The results suggest that “tivozanib should be considered a first-line treatment option for metastatic RCC,” said Robert Motzer, MD, an oncologist at Memorial Sloan-Kettering Cancer Center, New York, and the trial’s lead investigator.
Tivozanib targets all 3 vascular endothelial growth factor (VEGF) receptors and is designed to optimize blockade while minimizing off-target toxicities. The long half-life permits once-daily dosing.
Impressive phase 2 safety data for tivozanib warranted a phase 3 trial comparing tivozanib with sorafenib in patients with mRCC as first-line, targeted therapy.
The study included 517 patients with mRCC, who were randomized to tivozanib once daily for 3 weeks (followed by 1 week of rest) or sorafenib twice daily continuously in a 4-week cycle. Patients were either treatment-naive or had received no more than 1 prior systemic therapy for metastatic disease. Treatment continued until disease progression or intolerance.
Patients randomized to the sorafenib arm were eligible to cross over to tivozanib therapy under a separate protocol after radiographic confirmation of disease progression, and many of them did. No crossover protocol was available for patients randomized to the tivozanib arm.
In the overall study population, tivozanib demonstrated significant improvement in PFS compared with sorafenib (median, 11.9 months vs 9.1 months) when assessed by an independent panel, corresponding to a 21% improvement with tivozanib.
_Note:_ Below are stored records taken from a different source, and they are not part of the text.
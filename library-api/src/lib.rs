//! # library-api
//!
//! Hypermedia-aware REST API for a catalog of authors and books.
//!
//! ## Features
//!
//! - **Sort mapping**: client `orderBy` keys validated against per-resource
//!   mapping tables and expanded to storage properties
//! - **Data shaping**: `fields` projections built from static field tables,
//!   identifier always included
//! - **Paging**: clamped page sizes, paged result envelopes and an
//!   `X-Pagination` header with page links
//! - **Hypermedia**: entity, collection and root links, switched on by the
//!   `Accept` header
//! - **Graceful shutdown**: Proper signal handling (SIGTERM, SIGINT)
//!
//! ## Example
//!
//! ```rust,no_run
//! use library_api::prelude::*;
//!
//! #[tokio::main]
//! async fn main() -> Result<()> {
//!     // Load configuration
//!     let config = Config::load()?;
//!
//!     // Initialize tracing
//!     init_tracing(&config)?;
//!
//!     // Seeded in-memory catalog
//!     let state = AppState::in_memory(config.clone())?;
//!
//!     // Run server
//!     Server::new(config).serve(router(state)).await?;
//!
//!     Ok(())
//! }
//! ```

pub mod config;
pub mod domain;
pub mod error;
pub mod handlers;
pub mod hypermedia;
pub mod mapping;
pub mod negotiation;
pub mod observability;
pub mod paging;
pub mod repository;
pub mod server;
pub mod shaping;
pub mod state;

pub use error::{Error, Result};

/// Prelude module for convenient imports
pub mod prelude {
    pub use crate::config::{Config, HATEOAS_MEDIA_TYPE};
    pub use crate::domain::{Author, AuthorDto, AuthorForCreation, Book, BookDto, BookForCreation, Mapper};
    pub use crate::error::{Error, ErrorResponse, Result};
    pub use crate::handlers::{router, PAGINATION_HEADER};
    pub use crate::hypermedia::{LinkBuilder, LinkDto, ResourceUriType};
    pub use crate::mapping::{PropertyMapping, PropertyMappingService, PropertyMappingTable};
    pub use crate::negotiation::{negotiate_authors, NegotiatedCollection, ResponseMode};
    pub use crate::observability::init_tracing;
    pub use crate::paging::{PagedList, PaginationMetadata, ResourceParameters};
    pub use crate::repository::{ChangeSet, InMemoryLibraryRepository, LibraryRepository, StagedChange};
    pub use crate::server::Server;
    pub use crate::shaping::{shape, shape_many, type_has_properties, Shape, ShapedEntity};
    pub use crate::state::AppState;

    pub use axum::{
        extract::{Path, Query, State},
        response::{IntoResponse, Response},
        routing::{delete, get, post},
        Json, Router,
    };
}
When assessed by the investigators, the difference in PFS between the 2 groups was 14.7 months with tivozanib versus 9.6 months for sorafenib. The efficacy advantage of tivozanib was consistent across all subgroups.
Among the 70% of treatment-naive patients, median PFS was 12.7 months with tivozanib versus 9.1 months with sorafenib, and the objective response rate was 33% versus 23%, respectively.
The tolerability of tivozanib was also more favorable than sorafenib’s, as evidenced by a low rate of dose interruptions (17% vs 35%, respectively) and reductions (12% vs 43%, respectively).
Treatment-emergent adverse events occurred in 90% of patients in both groups, although important differences were seen in the safety profile between the 2 drugs.
According to Dr Motzer, although hypertension is the predominant adverse event with tivozanib, the development of hypertension is associated with tivozanib’s greater efficacy and potency for the VEGF receptor. The hypertension was treatable, requiring dose reduction in only 2% and dose discontinuation in only 1% of the patients treated with tivozanib.
“There’s clear evidence that the phase 2 safety profile has indeed been confirmed in phase 3,” said coinvestigator Tim Eisen, MD, Professor
of Medical Oncology, Cambridge Research Institute, United Kingdom. The data require more careful evaluation over the next several months to “exclude any hypertension-related complication risk,” he said.